[Material supplied Boundary: Start]
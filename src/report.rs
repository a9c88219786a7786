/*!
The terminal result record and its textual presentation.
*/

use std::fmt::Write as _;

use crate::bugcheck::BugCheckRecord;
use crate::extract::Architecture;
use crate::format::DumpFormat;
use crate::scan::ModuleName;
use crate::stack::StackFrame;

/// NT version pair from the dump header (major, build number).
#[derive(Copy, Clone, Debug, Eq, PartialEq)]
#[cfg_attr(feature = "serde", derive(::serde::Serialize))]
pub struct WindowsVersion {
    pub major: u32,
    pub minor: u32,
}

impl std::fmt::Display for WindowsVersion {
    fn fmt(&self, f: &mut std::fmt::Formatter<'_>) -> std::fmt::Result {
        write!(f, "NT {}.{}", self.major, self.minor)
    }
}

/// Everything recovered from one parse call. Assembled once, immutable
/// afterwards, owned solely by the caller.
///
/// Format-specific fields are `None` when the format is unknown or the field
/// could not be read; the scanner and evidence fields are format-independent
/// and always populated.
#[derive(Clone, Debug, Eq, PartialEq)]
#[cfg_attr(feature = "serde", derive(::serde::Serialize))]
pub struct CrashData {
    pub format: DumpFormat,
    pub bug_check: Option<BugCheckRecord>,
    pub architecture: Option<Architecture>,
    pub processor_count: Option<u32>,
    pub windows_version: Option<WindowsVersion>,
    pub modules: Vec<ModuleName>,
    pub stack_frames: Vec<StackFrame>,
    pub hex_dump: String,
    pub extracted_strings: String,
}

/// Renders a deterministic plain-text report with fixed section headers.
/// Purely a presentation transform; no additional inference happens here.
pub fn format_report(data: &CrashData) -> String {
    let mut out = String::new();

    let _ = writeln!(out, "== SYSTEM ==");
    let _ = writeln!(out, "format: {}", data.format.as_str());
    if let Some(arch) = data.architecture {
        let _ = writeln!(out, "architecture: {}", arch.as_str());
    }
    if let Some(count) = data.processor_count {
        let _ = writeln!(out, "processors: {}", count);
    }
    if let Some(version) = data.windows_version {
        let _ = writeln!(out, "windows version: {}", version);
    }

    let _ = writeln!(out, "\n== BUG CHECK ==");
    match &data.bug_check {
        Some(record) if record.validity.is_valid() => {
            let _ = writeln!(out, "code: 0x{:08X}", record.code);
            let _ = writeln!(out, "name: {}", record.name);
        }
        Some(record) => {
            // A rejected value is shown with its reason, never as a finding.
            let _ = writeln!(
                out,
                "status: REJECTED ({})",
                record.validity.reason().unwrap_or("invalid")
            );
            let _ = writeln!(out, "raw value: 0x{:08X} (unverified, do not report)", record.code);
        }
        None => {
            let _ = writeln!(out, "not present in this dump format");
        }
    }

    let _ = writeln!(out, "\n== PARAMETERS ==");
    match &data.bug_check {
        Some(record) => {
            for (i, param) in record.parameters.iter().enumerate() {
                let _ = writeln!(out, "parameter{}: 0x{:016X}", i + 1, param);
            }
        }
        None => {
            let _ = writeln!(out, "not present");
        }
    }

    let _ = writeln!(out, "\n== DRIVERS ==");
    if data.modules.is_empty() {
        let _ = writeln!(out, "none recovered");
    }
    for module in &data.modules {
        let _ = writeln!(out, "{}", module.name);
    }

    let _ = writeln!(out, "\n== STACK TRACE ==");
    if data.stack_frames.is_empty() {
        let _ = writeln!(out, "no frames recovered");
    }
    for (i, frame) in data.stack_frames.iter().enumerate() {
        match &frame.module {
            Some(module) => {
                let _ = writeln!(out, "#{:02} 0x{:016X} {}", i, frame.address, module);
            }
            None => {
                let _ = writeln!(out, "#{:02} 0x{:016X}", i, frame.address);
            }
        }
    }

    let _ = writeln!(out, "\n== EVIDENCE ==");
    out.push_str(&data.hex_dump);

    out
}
[Material supplied Boundary: End]
• [Problem] The line with "use crate::stack::StackFrame;" marks the end; reproduce exactly every line from the start of the entries up to it, that line included.

• [Exercise solution]
filename src/report.rs
repository a9c88219786a7786
/*!
The terminal result record and its textual presentation.
*/

use std::fmt::Write as _;

use crate::bugcheck::BugCheckRecord;
use crate::extract::Architecture;
use crate::format::DumpFormat;
use crate::scan::ModuleName;
use crate::stack::StackFrame;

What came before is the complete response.